DIRITTO CIVILE.MATTEO CORSINI IL DOLO E LA COLPA NELLA RESPONSABILITA' CIVILE.

Roma 18 aprile 2011 CORSERA.IT

Studi e riflessioni per l'Enciclopedia universale di Scienze Giuridiche a cura di Matteo Corsini Università degli studi Guglielmo Marconi.Facoltà di giurisprudenza.Come ripetiamo,nella giungla dei testi di diritto civile è bene orientarsi.Ciò che io voglio offrire è un quadro completo e organico delle fattispecie trattate,con maggiore semplicità,rispetto ai testi Sacri,dei giuristi del passato.Leggiamo insieme il diritto con passione e freschezza,come mirabilmente ci insegnano Paolo Zatti e Vittorio Colussi.

Fatti illeciti e responsabilità.

Il danno,il pregiudizio,che si cagiona ad altri,per atto o fatto altrui,allora parliamo di responsabilità civile o responsabilità per illecito.

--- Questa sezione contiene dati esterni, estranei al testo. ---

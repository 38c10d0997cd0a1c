use std::collections::HashMap;
use std::sync::atomic::{AtomicBool, AtomicU64, Ordering};
use std::sync::{Arc, Mutex, MutexGuard, PoisonError};

use myftp_protocol::CommandId;

type Entries = HashMap<CommandId, Arc<AtomicBool>>;

/// Service-scoped table of cancellable commands.
///
/// An identifier present in the table denotes a command that is still
/// running and eligible for cancellation.
#[derive(Debug)]
pub struct CancellationRegistry {
    next_id: AtomicU64,
    entries: Mutex<Entries>,
}

impl CancellationRegistry {
    /// Creates an empty registry. Identifiers start at 1.
    #[must_use]
    pub fn new() -> Self {
        Self {
            next_id: AtomicU64::new(1),
            entries: Mutex::new(HashMap::new()),
        }
    }

    /// Registers a new command and returns the guard that owns its entry.
    #[must_use]
    pub fn begin(self: &Arc<Self>) -> CommandGuard {
        let id = CommandId::new(self.next_id.fetch_add(1, Ordering::Relaxed));
        let running = Arc::new(AtomicBool::new(true));
        self.lock().insert(id, Arc::clone(&running));
        CommandGuard {
            registry: Arc::clone(self),
            id,
            running,
        }
    }

    /// Marks `id` as no longer running and removes it. Returns `false` when
    /// the identifier is unknown or already finished.
    pub fn cancel(&self, id: CommandId) -> bool {
        match self.lock().remove(&id) {
            Some(running) => {
                running.store(false, Ordering::SeqCst);
                true
            }
            None => false,
        }
    }

    /// Returns `true` while `id` is registered.
    #[must_use]
    pub fn contains(&self, id: CommandId) -> bool {
        self.lock().contains_key(&id)
    }

    /// Number of registered commands.
    #[must_use]
    pub fn len(&self) -> usize {
        self.lock().len()
    }

    /// Returns `true` when no command is registered.
    #[must_use]
    pub fn is_empty(&self) -> bool {
        self.lock().is_empty()
    }

    fn lock(&self) -> MutexGuard<'_, Entries> {
        self.entries.lock().unwrap_or_else(PoisonError::into_inner)
    }
}

impl Default for CancellationRegistry {
    fn default() -> Self {
        Self::new()
    }
}

/// Registration of one running command; dropping it removes the entry.
#[derive(Debug)]
pub struct CommandGuard {
    registry: Arc<CancellationRegistry>,
    id: CommandId,
    running: Arc<AtomicBool>,
}

impl CommandGuard {
    /// Identifier a canceller uses to name this command.
    #[must_use]
    pub const fn id(&self) -> CommandId {
        self.id
    }

    /// `false` once a cancellation request named this command.
    #[must_use]
    pub fn is_running(&self) -> bool {
        self.running.load(Ordering::SeqCst)
    }
}

impl Drop for CommandGuard {
    fn drop(&mut self) {
        self.registry.lock().remove(&self.id);
    }
}
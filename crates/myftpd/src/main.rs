//! Binary entrypoint for the myftp server.

use std::io::{self, Write};
use std::process::ExitCode;

use myftp_config::{Config, ConfigError};
use myftpd::process::{self, LaunchError, SystemShutdownSignal};

fn main() -> ExitCode {
    let config = match Config::load() {
        Ok(config) => config,
        Err(ConfigError::Cli(error)) => error.exit(),
    };
    match process::run_server(&config, &SystemShutdownSignal::new()) {
        Ok(()) => ExitCode::SUCCESS,
        Err(error) => {
            report(&error);
            ExitCode::FAILURE
        }
    }
}

fn report(error: &LaunchError) {
    tracing::error!(target: "myftpd::process", error = %error, "myftp server failed");
    // Telemetry may be the thing that failed, so stderr always gets a copy.
    writeln!(io::stderr().lock(), "myftpserver: {error}").ok();
}
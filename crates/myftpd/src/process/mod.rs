//! Process entry point: configuration, telemetry, serving, and shutdown.

mod shutdown;

use thiserror::Error;
use tracing::info;

use myftp_config::Config;

use crate::server::{Server, ServerError};
use crate::telemetry::{self, TelemetryError};

pub use self::shutdown::{ShutdownError, ShutdownSignal, SystemShutdownSignal};

pub(crate) const PROCESS_TARGET: &str = concat!(env!("CARGO_PKG_NAME"), "::process");

/// Errors that stop the server process.
#[derive(Debug, Error)]
pub enum LaunchError {
    /// Telemetry could not be initialised.
    #[error("failed to initialise telemetry: {source}")]
    Telemetry {
        /// Underlying telemetry error.
        #[source]
        source: TelemetryError,
    },
    /// The server failed to start or stop cleanly.
    #[error("server failed: {source}")]
    Server {
        /// Underlying server error.
        #[source]
        source: ServerError,
    },
    /// Waiting for the shutdown signal failed.
    #[error("failed to await shutdown signal: {source}")]
    Shutdown {
        /// Underlying shutdown error.
        #[source]
        source: ShutdownError,
    },
}

impl From<TelemetryError> for LaunchError {
    fn from(source: TelemetryError) -> Self {
        Self::Telemetry { source }
    }
}

impl From<ServerError> for LaunchError {
    fn from(source: ServerError) -> Self {
        Self::Server { source }
    }
}

impl From<ShutdownError> for LaunchError {
    fn from(source: ShutdownError) -> Self {
        Self::Shutdown { source }
    }
}

/// Serves `config` until `signal` fires, then shuts down.
///
/// # Errors
///
/// Returns [`LaunchError`] when telemetry, server startup, signal handling,
/// or shutdown fails. A failed signal wait still shuts the server down.
pub fn run_server(config: &Config, signal: &dyn ShutdownSignal) -> Result<(), LaunchError> {
    telemetry::initialise(config)?;
    let server = Server::bind(config)?.start()?;
    info!(
        target: PROCESS_TARGET,
        address = %server.local_addr(),
        cancel_address = %server.cancel_addr(),
        root = %config.root().display(),
        "myftp server listening"
    );
    let waited = signal.wait();
    info!(
        target: PROCESS_TARGET,
        active_sessions = server.active_sessions(),
        "shutting down"
    );
    server.shutdown()?;
    waited?;
    info!(target: PROCESS_TARGET, "shutdown complete");
    Ok(())
}
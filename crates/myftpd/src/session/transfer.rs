//! `get` and `put`: the two raw-byte sub-protocols.
//!
//! A download sends `SUCCESS: FILE_TRANSFER_START`, the file bytes, then the
//! end marker. An upload sends `SUCCESS: READY_TO_RECEIVE` and consumes
//! bytes until the end marker, which may arrive split across reads. Both
//! register with the cancellation registry while they run.

use std::io::{self, Read, Write};

use tracing::{info, warn};

use myftp_protocol::{
    CHUNK_SIZE, END_MARKER, MarkerScanner, READY_TO_RECEIVE, Response, Scan, TRANSFER_START,
};

use super::{HandlerResult, Reply, SESSION_TARGET, Session, require_name};
use crate::dispatch::{CommandError, Target};
use crate::transport::read_with_retry;

enum UploadFailure {
    /// The peer went away before the end marker.
    Disconnected { source: Option<io::Error> },
    /// The destination rejected a write. The payload was still consumed.
    Write { source: io::Error },
}

impl<R: Read, W: Write> Session<R, W> {
    pub(super) fn download(&mut self, argument: &str) -> HandlerResult {
        let name = require_name(argument, Target::File)?;
        let path = self.resolve(name);
        if !self.context.gateway.exists(&path) {
            return Err(CommandError::NotFound {
                target: Target::File,
            });
        }
        let mut source = self
            .context
            .gateway
            .open_read_stream(&path)
            .map_err(|error| CommandError::from_io(error, Target::File, "Failed to open file"))?;

        let guard = self.context.cancellations.begin();
        info!(
            target: SESSION_TARGET,
            client = %self.client,
            command_id = guard.id().get(),
            file = name,
            "download started"
        );
        self.output.send(&Response::success(TRANSFER_START));

        let mut chunk = vec![0_u8; CHUNK_SIZE];
        let mut sent = 0_usize;
        loop {
            let read = match read_with_retry(&mut source, &mut chunk) {
                Ok(0) => break,
                Ok(read) => read,
                Err(error) => {
                    // The marker still goes out so the client leaves raw mode.
                    warn!(
                        target: SESSION_TARGET,
                        client = %self.client,
                        command_id = guard.id().get(),
                        error = %error,
                        "download read failed"
                    );
                    break;
                }
            };
            if let Err(error) = self.output.write_raw(&chunk[..read]) {
                warn!(
                    target: SESSION_TARGET,
                    client = %self.client,
                    command_id = guard.id().get(),
                    error = %error,
                    "download aborted"
                );
                return Ok(Reply::Streamed);
            }
            sent += read;
        }
        if let Err(error) = self.output.write_raw(END_MARKER) {
            warn!(
                target: SESSION_TARGET,
                client = %self.client,
                command_id = guard.id().get(),
                error = %error,
                "download aborted"
            );
            return Ok(Reply::Streamed);
        }
        info!(
            target: SESSION_TARGET,
            client = %self.client,
            command_id = guard.id().get(),
            bytes = sent,
            "download finished"
        );
        Ok(Reply::Streamed)
    }

    pub(super) fn upload(&mut self, argument: &str) -> HandlerResult {
        let name = require_name(argument, Target::File)?;
        let path = self.resolve(name);
        let mut sink = self
            .context
            .gateway
            .create_write_stream(&path)
            // NotFound here means the parent directory is missing.
            .map_err(|error| {
                CommandError::from_io(error, Target::Directory, "Failed to create file")
            })?;

        let guard = self.context.cancellations.begin();
        info!(
            target: SESSION_TARGET,
            client = %self.client,
            command_id = guard.id().get(),
            file = name,
            "upload started"
        );
        self.output.send(&Response::success(READY_TO_RECEIVE));

        let outcome = self.receive_payload(sink.as_mut());
        drop(sink);
        let failure = match outcome {
            Ok(received) => {
                info!(
                    target: SESSION_TARGET,
                    client = %self.client,
                    command_id = guard.id().get(),
                    bytes = received,
                    "upload finished"
                );
                return Ok(Reply::Line(Response::success("File transfer completed.")));
            }
            Err(failure) => failure,
        };

        if let Err(error) = self.context.gateway.remove(&path) {
            warn!(
                target: SESSION_TARGET,
                client = %self.client,
                error = %error,
                path = %path.display(),
                "failed to remove partial upload"
            );
        }
        match failure {
            UploadFailure::Disconnected { source } => {
                warn!(
                    target: SESSION_TARGET,
                    client = %self.client,
                    command_id = guard.id().get(),
                    error = ?source,
                    "File transfer failed"
                );
                Err(CommandError::Disconnected)
            }
            UploadFailure::Write { source } => Err(CommandError::io("Failed to write file", source)),
        }
    }

    /// Copies bytes up to the end marker into `sink`. Bytes after the marker
    /// are returned to the input buffer. Returns the payload length.
    fn receive_payload(&mut self, sink: &mut dyn Write) -> Result<usize, UploadFailure> {
        let mut scanner = MarkerScanner::new();
        let mut chunk = vec![0_u8; CHUNK_SIZE];
        let mut written = 0_usize;
        let mut write_error = None::<io::Error>;
        loop {
            let read = match self.input.read_raw(&mut chunk) {
                Ok(0) => return Err(UploadFailure::Disconnected { source: None }),
                Ok(read) => read,
                Err(error) => {
                    return Err(UploadFailure::Disconnected {
                        source: Some(error),
                    });
                }
            };
            let (payload, complete) = match scanner.feed(&chunk[..read]) {
                Scan::Pending { payload } => (payload, false),
                Scan::Complete { payload, trailing } => {
                    self.input.unread(&trailing);
                    (payload, true)
                }
            };
            if write_error.is_none() {
                match sink.write_all(&payload) {
                    Ok(()) => written += payload.len(),
                    Err(error) => write_error = Some(error),
                }
            }
            if complete {
                break;
            }
        }
        if write_error.is_none()
            && let Err(error) = sink.flush()
        {
            write_error = Some(error);
        }
        match write_error {
            Some(source) => Err(UploadFailure::Write { source }),
            None => Ok(written),
        }
    }
}
use std::net::{IpAddr, SocketAddr};

/// Client address as shown in logs. Dual-stack listeners report IPv4
/// clients as IPv4-mapped IPv6 addresses; those are unwrapped.
pub(crate) fn client_ip(peer: &SocketAddr) -> IpAddr {
    match peer.ip() {
        IpAddr::V6(address) => address
            .to_ipv4_mapped()
            .map_or(IpAddr::V6(address), IpAddr::V4),
        address @ IpAddr::V4(_) => address,
    }
}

Se ci pensiamo bne,nel complesso mondo della società civile,ci portiamo sempre dietro il rischio di.....

....creare un danno agli altri.Sono due categorie con le quali abbiamo imparato a convivere e il nostro ordinamento ne tutela il diritto.

Sopportare il danno o invece essere risarcito,è questa la questione da risolvere,ma per fare questo dobbiamo stabilire se il sacrificio debba essere tarsferito e il criterio di questo trasferimento e a chi.Il danno grande o piccolo che sia deve oltremodo essere delimitato.

Ma il danno vive e si sviluppa,nei suoi effetti,in un concatenarsi vivo di avvenimenti,e dunque si rende necessario capire,quali di questi eventi lo abbiamo cagionato,ovvero dobbiamo afferrare il nesso di causalità,il sintomo che ha provocato il danno.

Comprendere il danno è come diagnosticare una malattia,sempre e comunque,delimitando il campo di intervento.

La responsabilità civile,l'obbligo del suo risarcimento, ha dunque una funzione nevralgica,quella riparatoria,che come sappiamo la distingue dalla pena,poichè per quest'ultima vale la gravità della violazione del diritto,per il risarcimento l'entità del pregiudizio.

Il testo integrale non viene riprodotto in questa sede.